U.S. Coast Guard photo by Petty Officer 2nd Class Cory J. Mendenhall/WikiCommons

As a child, Haley Tilt — a creative nonfiction student in the Creative Writing and Publishing Arts MFA program at the University of Baltimore — fell hard for Irish dance. While her parents researched their European ancestry, Tilt kicked and quick-stepped her heart out. It didn’t so much matter if she turned out to be Irish or not. Happy St. Patrick’s Day.

By the age of 8, I had tried and failed five different genres of dance. Five sets of dance shoes, recital outfits, and dashed hopes stuffed the back of my closet. Then my parents, like many people of murky European ancestry, got serious about reconnecting with their roots, and I discovered my great, latent talent for Irish dance.

In their enthusiasm for plaid, my parents were tapping into the broader cultural soul-searching of our age. On all sides of the political spectrum and across racial groups, Americans are reclaiming their ancestry.

My ancestors have lived in the United States for about 200 years. My mom has my great-great-great grandfather’s naturalization papers, which prove, beyond a shadow of a doubt, that I hail from the working-class stock of the Industrial Revolution, the huddled masses yearning to be free of European backwater poverty.

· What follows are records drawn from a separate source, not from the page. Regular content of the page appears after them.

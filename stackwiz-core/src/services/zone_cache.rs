//! Zone ID cache keyed by apex domain

use std::collections::HashMap;
use std::sync::Arc;
use std::time::{Duration, Instant};

use tokio::sync::RwLock;

use crate::traits::Clock;
use crate::types::Zone;

/// How long a resolved zone is trusted before it must be looked up again
pub const ZONE_CACHE_TTL: Duration = Duration::from_secs(300);

#[derive(Debug, Clone)]
struct ZoneCacheEntry {
    zone: Zone,
    fetched_at: Instant,
}

/// Read-mostly cache of resolved zones.
///
/// Entries are replaced whole under the write lock, so readers never see a zone paired with
/// another zone's timestamp. Expired entries read as absent.
pub struct ZoneCache {
    entries: RwLock<HashMap<String, ZoneCacheEntry>>,
    clock: Arc<dyn Clock>,
    ttl: Duration,
}

impl ZoneCache {
    pub fn new(clock: Arc<dyn Clock>) -> Self {
        Self::with_ttl(clock, ZONE_CACHE_TTL)
    }

    pub fn with_ttl(clock: Arc<dyn Clock>, ttl: Duration) -> Self {
        Self {
            entries: RwLock::new(HashMap::new()),
            clock,
            ttl,
        }
    }

    pub async fn get(&self, apex: &str) -> Option<Zone> {
        let entries = self.entries.read().await;
        let entry = entries.get(apex)?;
        let age = self.clock.now().saturating_duration_since(entry.fetched_at);
        (age < self.ttl).then(|| entry.zone.clone())
    }

    pub async fn insert(&self, zone: Zone) {
        let entry = ZoneCacheEntry {
            fetched_at: self.clock.now(),
            zone,
        };
        self.entries
            .write()
            .await
            .insert(entry.zone.name.clone(), entry);
    }
}
//! Guided deployment prompts served over MCP `prompts/*`

pub struct DeploymentPrompt {
    pub name: &'static str,
    pub description: &'static str,
    pub text: &'static str,
}

pub static PROMPTS: [DeploymentPrompt; 3] = [
    DeploymentPrompt {
        name: "deploy-web-app",
        description: "Gather what is needed to deploy a web application as a stack",
        text: "Help me deploy a web application with StackWiz. Ask me for:

1. A stack name (lowercase letters, digits and hyphens).
2. The container image and tag, and the port the app listens on inside the container.
3. The domain, or accept the default {name}.{default domain}.
4. Any environment variables the app needs.
5. Whether to start it right away and create its DNS record.

Then call validate_stack_config with check_conflicts, show me any errors or warnings, \
and call create_stack once the configuration is valid.",
    },
    DeploymentPrompt {
        name: "setup-database",
        description: "Plan a database stack with persistent storage",
        text: "Help me run a database as a StackWiz stack. Ask me for:

1. The engine and version (PostgreSQL, MySQL, MongoDB, Redis, ...).
2. A stack name and the port to route.
3. Credentials to pass as environment variables.
4. Whether it should be reachable through the proxy at all.

Warn me about well-known port collisions, then validate with validate_stack_config \
before calling create_stack. Data lives in the stack's data directory and is archived, \
not deleted, when the stack is removed without purge_volumes.",
    },
    DeploymentPrompt {
        name: "create-api-service",
        description: "Deploy an API service and verify it comes up healthy",
        text: "Help me deploy an API service with StackWiz. Ask me for:

1. A stack name, the image and the port the API listens on.
2. The public domain and whether traffic should go through the Cloudflare proxy.
3. Environment variables for configuration and secrets.

Create it with create_stack (auto_start and create_dns on), then check it with \
manage_stack action logs and list_stacks with include_status, and report the URL.",
    },
];

pub fn find(name: &str) -> Option<&'static DeploymentPrompt> {
    PROMPTS.iter().find(|p| p.name == name)
}

#[cfg(test)]
mod tests {
    use super::*;

    #[test]
    fn prompts_are_found_by_name() {
        for name in ["deploy-web-app", "setup-database", "create-api-service"] {
            assert_eq!(find(name).map(|p| p.name), Some(name));
        }
        assert!(find("deploy").is_none());
    }

    #[test]
    fn prompts_point_at_real_tools() {
        for prompt in &PROMPTS {
            assert!(prompt.text.contains("create_stack"), "{}", prompt.name);
        }
    }
}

Mine are the people who changed their names at Ellis Island and jockeyed for their place in the invention of White America. We kept a few beer steins from the old country, a memory of our former names, and kissed the rest goodbye. Like others of our ilk, we cannot affect the self-importance of those descended from early New England settlers, nor can we claim roots in some international culture less watered down than contemporary American society.

But oh boy, can we try.

As a kid, my parents used to take me to the Scottish Highland Games, a two-day festival held on the rolling, green moors of the Mount Hood Community College campus, in my hometown of Portland, Oregon. There we would watchmen whose muscles ran like ships’ ropes across their backs, toss spruce logs the size of telephone poles. In the community college cafeteria, kilted men and long-skirted women peddled their wares: t-shirts with Celtic knots, artisan-crafted knives with Celtic knots, incense-burners and leather goods and pens and scarves and CDs and metal plaques and bags—with Celtic knots.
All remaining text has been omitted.